## Data supplied
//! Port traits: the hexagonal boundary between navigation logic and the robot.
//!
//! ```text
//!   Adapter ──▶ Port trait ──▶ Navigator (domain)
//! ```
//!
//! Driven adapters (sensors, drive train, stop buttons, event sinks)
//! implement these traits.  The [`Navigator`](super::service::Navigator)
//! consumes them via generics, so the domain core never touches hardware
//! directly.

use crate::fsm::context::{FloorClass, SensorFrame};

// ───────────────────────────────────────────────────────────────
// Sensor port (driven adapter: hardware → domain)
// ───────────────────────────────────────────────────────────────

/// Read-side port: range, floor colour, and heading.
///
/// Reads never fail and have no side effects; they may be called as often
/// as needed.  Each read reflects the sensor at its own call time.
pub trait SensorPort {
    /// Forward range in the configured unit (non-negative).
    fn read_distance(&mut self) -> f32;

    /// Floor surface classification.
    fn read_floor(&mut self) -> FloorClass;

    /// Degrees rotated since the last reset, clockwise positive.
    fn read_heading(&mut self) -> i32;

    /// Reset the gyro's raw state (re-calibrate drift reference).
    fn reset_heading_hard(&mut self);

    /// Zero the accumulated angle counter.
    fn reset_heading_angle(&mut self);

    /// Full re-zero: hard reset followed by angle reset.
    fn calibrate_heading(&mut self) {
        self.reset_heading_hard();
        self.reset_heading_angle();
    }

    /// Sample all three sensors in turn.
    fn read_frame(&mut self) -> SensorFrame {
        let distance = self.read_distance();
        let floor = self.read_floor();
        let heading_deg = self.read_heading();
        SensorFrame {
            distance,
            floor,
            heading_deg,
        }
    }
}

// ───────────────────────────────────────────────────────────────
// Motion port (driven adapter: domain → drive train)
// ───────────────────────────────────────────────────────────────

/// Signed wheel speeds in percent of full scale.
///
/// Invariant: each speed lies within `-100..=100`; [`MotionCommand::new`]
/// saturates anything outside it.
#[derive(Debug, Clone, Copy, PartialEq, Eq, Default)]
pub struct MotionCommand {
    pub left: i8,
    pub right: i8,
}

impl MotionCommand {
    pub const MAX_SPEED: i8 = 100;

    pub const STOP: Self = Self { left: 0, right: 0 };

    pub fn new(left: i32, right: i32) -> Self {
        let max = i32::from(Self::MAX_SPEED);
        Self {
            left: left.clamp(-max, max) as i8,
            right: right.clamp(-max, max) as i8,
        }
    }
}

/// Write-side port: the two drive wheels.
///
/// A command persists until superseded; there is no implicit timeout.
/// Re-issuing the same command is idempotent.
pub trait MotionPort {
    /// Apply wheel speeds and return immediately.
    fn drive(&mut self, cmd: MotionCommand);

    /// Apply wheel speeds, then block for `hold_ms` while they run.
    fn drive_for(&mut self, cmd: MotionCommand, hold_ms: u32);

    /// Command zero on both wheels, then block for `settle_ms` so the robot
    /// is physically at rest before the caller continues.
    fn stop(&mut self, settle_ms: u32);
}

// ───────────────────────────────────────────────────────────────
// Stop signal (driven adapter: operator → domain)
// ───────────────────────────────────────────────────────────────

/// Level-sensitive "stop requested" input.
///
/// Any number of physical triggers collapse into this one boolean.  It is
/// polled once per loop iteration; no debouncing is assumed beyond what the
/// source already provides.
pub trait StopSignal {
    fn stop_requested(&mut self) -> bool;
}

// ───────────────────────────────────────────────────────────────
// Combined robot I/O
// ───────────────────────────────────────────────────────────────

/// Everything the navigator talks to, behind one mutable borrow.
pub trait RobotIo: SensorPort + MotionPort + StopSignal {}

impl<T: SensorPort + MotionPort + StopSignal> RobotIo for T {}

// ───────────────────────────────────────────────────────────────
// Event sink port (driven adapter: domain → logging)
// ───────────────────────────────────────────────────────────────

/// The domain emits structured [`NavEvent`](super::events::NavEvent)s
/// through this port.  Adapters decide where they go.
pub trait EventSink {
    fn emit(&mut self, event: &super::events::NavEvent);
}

## What you should do
Every record above is to be restated exactly as it reads.

## Solution to the problem
//! Port traits: the hexagonal boundary between navigation logic and the robot.
//!
//! ```text
//!   Adapter ──▶ Port trait ──▶ Navigator (domain)
//! ```
//!
//! Driven adapters (sensors, drive train, stop buttons, event sinks)
//! implement these traits.  The [`Navigator`](super::service::Navigator)
//! consumes them via generics, so the domain core never touches hardware
//! directly.

use crate::fsm::context::{FloorClass, SensorFrame};

// ───────────────────────────────────────────────────────────────
// Sensor port (driven adapter: hardware → domain)
// ───────────────────────────────────────────────────────────────

/// Read-side port: range, floor colour, and heading.
///
/// Reads never fail and have no side effects; they may be called as often
/// as needed.  Each read reflects the sensor at its own call time.
pub trait SensorPort {
    /// Forward range in the configured unit (non-negative).
    fn read_distance(&mut self) -> f32;

    /// Floor surface classification.
    fn read_floor(&mut self) -> FloorClass;

    /// Degrees rotated since the last reset, clockwise positive.
    fn read_heading(&mut self) -> i32;

    /// Reset the gyro's raw state (re-calibrate drift reference).
    fn reset_heading_hard(&mut self);

    /// Zero the accumulated angle counter.
    fn reset_heading_angle(&mut self);

    /// Full re-zero: hard reset followed by angle reset.
    fn calibrate_heading(&mut self) {
        self.reset_heading_hard();
        self.reset_heading_angle();
    }

    /// Sample all three sensors in turn.
    fn read_frame(&mut self) -> SensorFrame {
        let distance = self.read_distance();
        let floor = self.read_floor();
        let heading_deg = self.read_heading();
        SensorFrame {
            distance,
            floor,
            heading_deg,
        }
    }
}

// ───────────────────────────────────────────────────────────────
// Motion port (driven adapter: domain → drive train)
// ───────────────────────────────────────────────────────────────

/// Signed wheel speeds in percent of full scale.
///
/// Invariant: each speed lies within `-100..=100`; [`MotionCommand::new`]
/// saturates anything outside it.
#[derive(Debug, Clone, Copy, PartialEq, Eq, Default)]
pub struct MotionCommand {
    pub left: i8,
    pub right: i8,
}

impl MotionCommand {
    pub const MAX_SPEED: i8 = 100;

    pub const STOP: Self = Self { left: 0, right: 0 };

    pub fn new(left: i32, right: i32) -> Self {
        let max = i32::from(Self::MAX_SPEED);
        Self {
            left: left.clamp(-max, max) as i8,
            right: right.clamp(-max, max) as i8,
        }
    }
}

/// Write-side port: the two drive wheels.
///
/// A command persists until superseded; there is no implicit timeout.
/// Re-issuing the same command is idempotent.
pub trait MotionPort {
    /// Apply wheel speeds and return immediately.
    fn drive(&mut self, cmd: MotionCommand);

    /// Apply wheel speeds, then block for `hold_ms` while they run.
    fn drive_for(&mut self, cmd: MotionCommand, hold_ms: u32);

    /// Command zero on both wheels, then block for `settle_ms` so the robot
    /// is physically at rest before the caller continues.
    fn stop(&mut self, settle_ms: u32);
}

// ───────────────────────────────────────────────────────────────
// Stop signal (driven adapter: operator → domain)
// ───────────────────────────────────────────────────────────────

/// Level-sensitive "stop requested" input.
///
/// Any number of physical triggers collapse into this one boolean.  It is
/// polled once per loop iteration; no debouncing is assumed beyond what the
/// source already provides.
pub trait StopSignal {
    fn stop_requested(&mut self) -> bool;
}

// ───────────────────────────────────────────────────────────────
// Combined robot I/O
// ───────────────────────────────────────────────────────────────

/// Everything the navigator talks to, behind one mutable borrow.
pub trait RobotIo: SensorPort + MotionPort + StopSignal {}

impl<T: SensorPort + MotionPort + StopSignal> RobotIo for T {}

// ───────────────────────────────────────────────────────────────
// Event sink port (driven adapter: domain → logging)
// ───────────────────────────────────────────────────────────────

/// The domain emits structured [`NavEvent`](super::events::NavEvent)s
/// through this port.  Adapters decide where they go.
pub trait EventSink {
    fn emit(&mut self, event: &super::events::NavEvent);
}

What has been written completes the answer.